Les entreprises de transport, de leur côté, militent pour une billetterie entièrement dématérialisée afin de réduire les files et sécuriser les recettes. Une start-up locale teste depuis février un paiement mobile qui, d’après ses promoteurs, a déjà séduit quatre cents passagers hebdomadaires.
Vers une modernisation inclusive
Le plan national de développement 2022-2026 cite expressément la modernisation des gares routières comme levier de croissance hors pétrole. À Dolisie, l’État et la mairie envisagent un partenariat avec la Banque de développement d’Afrique centrale pour mobiliser près de 3 milliards de francs CFA.

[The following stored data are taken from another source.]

//! Resolution options and results.

use std::collections::BTreeMap;

use lp_core::{EffectRecord, Entry, Subject};
use serde::Serialize;

use crate::error::ResolveError;

/// Caller-supplied options for one resolution.
#[derive(Debug, Clone, Default, PartialEq, Eq)]
pub struct ResolveOptions {
    /// Use this value as the natural roll instead of rolling dice.
    pub manual_selection: Option<i32>,
    /// Do not follow gotos or subtables.
    pub skip_goto: bool,
    /// Named ad hoc modifiers added to the net modifier.
    pub additional_modifiers: BTreeMap<String, i32>,
    /// Net modifier of the parent resolution. Recorded, never re-added.
    pub inherited_modifier: Option<i32>,
}

impl ResolveOptions {
    /// Options for a plain dice roll.
    pub fn new() -> Self {
        Self::default()
    }

    /// Use `value` as the natural roll.
    pub fn manual(mut self, value: i32) -> Self {
        self.manual_selection = Some(value);
        self
    }

    /// Suppress chaining.
    pub fn skip_goto(mut self) -> Self {
        self.skip_goto = true;
        self
    }

    /// Add a named ad hoc modifier.
    pub fn with_modifier(mut self, name: impl Into<String>, value: i32) -> Self {
        self.additional_modifiers.insert(name.into(), value);
        self
    }

    pub(crate) fn inherited(net: i32) -> Self {
        Self {
            inherited_modifier: Some(net),
            ..Self::default()
        }
    }
}

/// Everything one resolution did.
///
/// Expected failures (unknown table, cycle, bad choice id, ...) come back as
/// a result with `success == false` and a populated `errors` list. Nested
/// results from followed gotos and subtables are in `chain`; a failure
/// anywhere in the chain also marks this result as failed.
#[derive(Debug, Clone, PartialEq, Serialize)]
pub struct ProcessingResult {
    /// Id of the resolved table.
    pub table_id: String,
    /// Name of the resolved table, if it was found.
    pub table_name: Option<String>,
    /// The dice roll, or the manual selection value.
    pub natural_roll: Option<i32>,
    /// Net modifier added to the natural roll.
    pub net_modifier: i32,
    /// Net modifier handed down by the parent resolution.
    pub inherited_modifier: Option<i32>,
    /// `natural_roll + net_modifier`; absent when no roll took place.
    pub roll_result: Option<i32>,
    /// The selected entry.
    pub entry: Option<Entry>,
    /// Id of the chosen branch, for results of a choice.
    pub choice: Option<String>,
    /// One record per applied effect.
    pub effects: Vec<EffectRecord>,
    /// Subject state after this step.
    pub subject: Subject,
    /// Results of followed subtables and gotos, in order.
    pub chain: Vec<ProcessingResult>,
    /// True when this step and every chained step succeeded.
    pub success: bool,
    /// Domain errors.
    pub errors: Vec<ResolveError>,
    /// Non-fatal problems such as unparsable gotos.
    pub warnings: Vec<String>,
    /// Condition strings of the cross-reference annotations that held.
    pub applied_cross_references: Vec<String>,
    /// The first roll triggered a reroll.
    pub rerolled: bool,
    /// The value was supplied by the caller rather than rolled.
    pub manual_selection: bool,
    /// The selected entry offers choices.
    pub requires_choice: bool,
    /// The selected entry carries a goto, followed or not.
    pub requires_goto: bool,
}

impl ProcessingResult {
    pub(crate) fn new(table_id: impl Into<String>, subject: &Subject) -> Self {
        Self {
            table_id: table_id.into(),
            table_name: None,
            natural_roll: None,
            net_modifier: 0,
            inherited_modifier: None,
            roll_result: None,
            entry: None,
            choice: None,
            effects: Vec::new(),
            subject: subject.clone(),
            chain: Vec::new(),
            success: true,
            errors: Vec::new(),
            warnings: Vec::new(),
            applied_cross_references: Vec::new(),
            rerolled: false,
            manual_selection: false,
            requires_choice: false,
            requires_goto: false,
        }
    }

    pub(crate) fn fail(mut self, error: ResolveError) -> Self {
        self.success = false;
        self.errors.push(error);
        self
    }

    /// Append a nested result, taking on its failure.
    pub(crate) fn push_chain(&mut self, nested: ProcessingResult) {
        if !nested.success {
            self.success = false;
            self.errors.extend(nested.errors.iter().cloned());
        }
        self.chain.push(nested);
    }

    /// Effect records of this step and every chained step, depth first.
    pub fn all_effects(&self) -> Vec<&EffectRecord> {
        let mut out: Vec<&EffectRecord> = self.effects.iter().collect();
        for nested in &self.chain {
            out.extend(nested.all_effects());
        }
        out
    }

    /// Ids of every table visited, depth first.
    pub fn visited_tables(&self) -> Vec<&str> {
        let mut out = vec![self.table_id.as_str()];
        for nested in &self.chain {
            out.extend(nested.visited_tables());
        }
        out
    }

    /// Short text of the selected entry, or an empty string.
    pub fn result_text(&self) -> &str {
        self.entry.as_ref().map_or("", |e| e.result.as_str())
    }
}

Les travaux prévus incluent un hall climatisé, un système d’adduction d’eau par forage et des panneaux solaires destinés à baisser la facture énergétique. Le chantier, une fois lancé, pourrait générer 300 emplois temporaires et renforcer l’attractivité de la ville surnommée « capitale de l’or vert ».
La Société congolaise des transports urbains envisage d’introduire des bus électriques pilotes afin de réduire l’empreinte carbone. Une étude de faisabilité, réalisée avec un cabinet marocain, propose une autonomie de 300 kilomètres adaptée aux itinéraires Dolisie-Loudima et Dolisie-Pointe-Noire.
Pour les habitants, la modernisation promise ne devra pas effacer la convivialité actuelle. Les gargotes, la musique des chargeurs et l’accueil spontané font partie de l’ADN du lieu. « Il faut moderniser sans aseptiser », sourit Mireille, vendeuse de boissons depuis 2007.
Le succès de la transformation dépendra de la formation des personnels. L’École nationale d’ingénierie des transports de Brazzaville prépare un module dédié à la gestion des hubs régionaux, incluant billetterie électronique, sécurité incendie et accueil client, attendu pour la rentrée prochaine.